» **WHAT TO WORK ON**
Set down the line that has "for line in" and each line beneath it, through the last line of the entries, exactly and with no others.

[Dataset entries]
..............................
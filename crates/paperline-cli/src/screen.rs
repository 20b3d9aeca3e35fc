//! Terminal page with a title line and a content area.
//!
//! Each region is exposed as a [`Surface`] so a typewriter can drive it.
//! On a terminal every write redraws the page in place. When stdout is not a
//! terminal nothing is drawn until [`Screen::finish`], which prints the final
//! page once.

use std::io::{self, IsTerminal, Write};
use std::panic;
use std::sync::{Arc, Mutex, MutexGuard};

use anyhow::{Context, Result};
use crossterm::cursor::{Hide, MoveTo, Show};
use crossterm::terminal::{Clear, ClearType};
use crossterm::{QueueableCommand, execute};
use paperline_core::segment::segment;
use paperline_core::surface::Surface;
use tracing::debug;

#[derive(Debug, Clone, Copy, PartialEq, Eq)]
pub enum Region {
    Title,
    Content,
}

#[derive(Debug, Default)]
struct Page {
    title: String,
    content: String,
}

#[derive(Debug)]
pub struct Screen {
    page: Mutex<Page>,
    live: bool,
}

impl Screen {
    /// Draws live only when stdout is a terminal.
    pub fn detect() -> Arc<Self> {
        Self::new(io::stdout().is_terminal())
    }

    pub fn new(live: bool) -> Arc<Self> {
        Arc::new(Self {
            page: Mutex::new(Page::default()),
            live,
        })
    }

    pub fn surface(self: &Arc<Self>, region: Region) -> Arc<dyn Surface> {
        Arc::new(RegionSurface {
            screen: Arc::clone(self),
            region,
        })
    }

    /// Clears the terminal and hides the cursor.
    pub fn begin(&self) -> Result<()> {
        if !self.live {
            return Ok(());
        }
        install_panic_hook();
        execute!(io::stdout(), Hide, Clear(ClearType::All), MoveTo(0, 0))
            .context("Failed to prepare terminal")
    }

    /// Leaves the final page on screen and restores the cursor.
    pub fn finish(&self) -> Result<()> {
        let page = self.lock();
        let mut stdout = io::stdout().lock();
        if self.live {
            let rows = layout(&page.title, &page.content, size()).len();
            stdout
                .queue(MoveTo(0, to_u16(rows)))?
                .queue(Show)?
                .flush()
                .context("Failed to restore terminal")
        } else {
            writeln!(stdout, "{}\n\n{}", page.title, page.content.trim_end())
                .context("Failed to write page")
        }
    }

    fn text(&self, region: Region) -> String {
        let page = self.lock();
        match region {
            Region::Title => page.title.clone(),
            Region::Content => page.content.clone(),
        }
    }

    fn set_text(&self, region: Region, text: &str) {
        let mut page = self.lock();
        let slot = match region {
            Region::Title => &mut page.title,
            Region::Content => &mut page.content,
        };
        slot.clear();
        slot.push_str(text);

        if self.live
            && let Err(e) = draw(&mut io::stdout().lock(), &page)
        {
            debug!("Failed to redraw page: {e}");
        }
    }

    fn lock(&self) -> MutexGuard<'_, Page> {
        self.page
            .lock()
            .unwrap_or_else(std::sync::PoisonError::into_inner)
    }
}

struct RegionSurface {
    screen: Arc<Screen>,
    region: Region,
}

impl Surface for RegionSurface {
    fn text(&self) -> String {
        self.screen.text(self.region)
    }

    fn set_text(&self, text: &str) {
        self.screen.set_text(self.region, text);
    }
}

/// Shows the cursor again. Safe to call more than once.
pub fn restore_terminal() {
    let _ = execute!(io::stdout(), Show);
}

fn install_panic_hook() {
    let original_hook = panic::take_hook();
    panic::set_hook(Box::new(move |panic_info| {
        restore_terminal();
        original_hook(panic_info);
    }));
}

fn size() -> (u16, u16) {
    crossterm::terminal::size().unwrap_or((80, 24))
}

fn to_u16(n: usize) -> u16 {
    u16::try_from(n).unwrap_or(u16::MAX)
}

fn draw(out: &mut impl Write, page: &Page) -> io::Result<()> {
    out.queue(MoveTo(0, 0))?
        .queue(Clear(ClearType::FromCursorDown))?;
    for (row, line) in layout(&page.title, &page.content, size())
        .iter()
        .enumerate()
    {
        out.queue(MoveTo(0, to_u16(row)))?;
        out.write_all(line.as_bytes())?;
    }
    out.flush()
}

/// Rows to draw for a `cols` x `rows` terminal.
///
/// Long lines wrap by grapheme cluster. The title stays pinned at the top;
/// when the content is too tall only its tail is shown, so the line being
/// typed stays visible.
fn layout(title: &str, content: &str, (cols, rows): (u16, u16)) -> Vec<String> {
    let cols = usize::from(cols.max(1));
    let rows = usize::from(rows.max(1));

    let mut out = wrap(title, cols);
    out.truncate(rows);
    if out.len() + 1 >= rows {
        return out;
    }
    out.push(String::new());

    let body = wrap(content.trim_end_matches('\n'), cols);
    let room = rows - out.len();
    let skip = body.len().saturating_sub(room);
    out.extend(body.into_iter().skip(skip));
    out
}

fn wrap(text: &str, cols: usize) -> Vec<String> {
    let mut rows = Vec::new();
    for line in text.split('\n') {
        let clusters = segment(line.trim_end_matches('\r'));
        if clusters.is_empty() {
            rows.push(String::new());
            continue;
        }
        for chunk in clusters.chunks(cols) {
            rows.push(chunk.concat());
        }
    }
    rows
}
..............................
» **RESPONSE AREA**
    for line in text.split('\n') {
        let clusters = segment(line.trim_end_matches('\r'));
        if clusters.is_empty() {
            rows.push(String::new());
            continue;
        }
        for chunk in clusters.chunks(cols) {
            rows.push(chunk.concat());
        }
    }
    rows
}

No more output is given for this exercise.